Turismo

Étnico Cultural


Turismo cultural, turismo étnico, turismo de experiência ou afroturismo

Além de mostrar a vivência da comunidade, de seus hábitos e costumes, apontar que foram tais processos culturais responsáveis pela resistência dessas pessoas até os dias atuais, que foram esses processos incumbidos de recontarem a história dos seus antepassados, fazendo essa narrativa sobreviver até hoje.
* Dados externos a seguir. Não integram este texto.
//! here/now server binary - composition root.
//!
//! Ties the crates together into a single executable:
//! 1. Parse CLI arguments and initialize tracing
//! 2. Load configuration from TOML, apply env overrides
//! 3. Open the SQLite event log
//! 4. Start the axum API server

use clap::Parser;

use herenow_api::{routes, AppState};
use herenow_core::config::HereNowConfig;
use herenow_storage::Database;

mod cli;
use cli::CliArgs;

/// Expand ~ to the home directory in a path string.
fn resolve_data_dir(data_dir: &str) -> std::path::PathBuf {
    if let Some(rest) = data_dir.strip_prefix("~/") {
        let home = std::env::var("HOME").unwrap_or_else(|_| ".".to_string());
        std::path::PathBuf::from(home).join(rest)
    } else {
        std::path::PathBuf::from(data_dir)
    }
}

#[tokio::main]
async fn main() -> Result<(), Box<dyn std::error::Error>> {
    let args = CliArgs::parse();

    // Config first: the log level may come from it.
    let config_file = args.resolve_config_path();
    let mut config = HereNowConfig::load_or_default(&config_file);
    config.apply_env();

    config.server.port = args.resolve_port(config.server.port);
    if let Some(dir) = args.resolve_data_dir() {
        config.general.data_dir = dir;
    }
    if let Some(level) = args.resolve_log_level() {
        config.general.log_level = level;
    }

    // Tracing.
    tracing_subscriber::fmt()
        .with_env_filter(
            tracing_subscriber::EnvFilter::try_from_default_env()
                .unwrap_or_else(|_| tracing_subscriber::EnvFilter::new(&config.general.log_level)),
        )
        .init();

    tracing::info!("Starting here/now v{}", env!("CARGO_PKG_VERSION"));
    tracing::info!(path = %config_file.display(), "Configuration loaded");
    tracing::info!(domains = ?config.tracking.allowed_domains, "Domain allowlist active");

    // Storage.
    let data_dir = resolve_data_dir(&config.general.data_dir);
    std::fs::create_dir_all(&data_dir)?;

    let db_path = data_dir.join("herenow.db");
    let db = Database::new(&db_path)?;
    tracing::info!(path = %db_path.display(), "SQLite event log opened");

    // API server.
    let state = AppState::new(config, db);
    routes::start_server(state).await?;

    Ok(())
}
//! API error types and JSON error response formatting.
//!
//! The response bodies here are part of the wire contract consumed by
//! the widget script, so each variant maps to a fixed JSON shape rather
//! than a generic code/message envelope.

use axum::http::StatusCode;
use axum::response::{IntoResponse, Response};
use axum::Json;
use serde_json::json;

/// API error type that maps to HTTP status codes and JSON responses.
#[derive(Debug)]
pub enum ApiError {
    /// 400 Bad Request - a required parameter is missing or empty.
    MissingParameter(&'static str),
    /// 403 Forbidden - the requested domain is not allowlisted.
    DomainNotAllowed,
    /// 500 Internal Server Error - the event insert failed.
    TrackFailed,
    /// 500 Internal Server Error - the presence aggregation failed.
    /// Carries diagnostic detail plus the query key.
    StatsFailed {
        details: String,
        domain: String,
        path: String,
    },
}

impl IntoResponse for ApiError {
    fn into_response(self) -> Response {
        let (status, body) = match self {
            ApiError::MissingParameter(name) => (
                StatusCode::BAD_REQUEST,
                json!({ "error": format!("Missing required parameter: {}", name) }),
            ),
            ApiError::DomainNotAllowed => (
                StatusCode::FORBIDDEN,
                json!({ "error": "Domain not allowed" }),
            ),
            ApiError::TrackFailed => (
                StatusCode::INTERNAL_SERVER_ERROR,
                json!({ "error": "Failed to track event" }),
            ),
            ApiError::StatsFailed {
                details,
                domain,
                path,
            } => (
                StatusCode::INTERNAL_SERVER_ERROR,
                json!({
                    "error": "Failed to get stats",
                    "details": details,
                    "domain": domain,
                    "path": path,
                }),
            ),
        };

        (status, Json(body)).into_response()
    }
}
A missão não e promover uma aula, mas apresentar de uma forma orgânica e firme os saberes dessa comunidade, é retirar os indivíduos de uma experiência pasteurizada e normativa e colocá-los numa realidade de imersão mostrando o quão importante são esses saberes para o município, o estado e o país.

Para além de produzir um conteúdo de valorização da população negra e os seus saberes, é tentar minimizar o olhar romantizado da história do negro no Brasil, pois tal visão dificulta e muito o entendimento racial e cultural no país, vale salientar que a antropóloga Lelia Gonzalez em um dos seus artigos afirma  que os brasileiros vivem em uma “neurose cultural”, ao mesmo tempo que todos engrandecem o samba e o carnaval vivemos em um país campeão em feminicídio de mulheres negras, ou seja, nós reconhecemos e validamos os empreendimentos das pessoas negras mas não olhamos para as  pessoas que fazem essas manifestações culturais acontecerem.

É mostrar uma imagem não espetacularizada da cultura, que foi muito difundida para atender somente as logicas do capital e a medição monetária é fazer com que pessoas tentem enxergar sem o olhar do exotismo da condescendência, é mostrar que essas peles não são meras fantasias.

Assim surgem os Circuitos de Turismo Étnico Cultural Bembé do Mercado, oportunidades de experiências e vivências junto aos detentores nas linguagens que dialogam com a manifestação cultural e religiosa do Bembé do Mercado. Seja por meio da música, da dança, da culinária afro, da arte e do artesanato e da moda.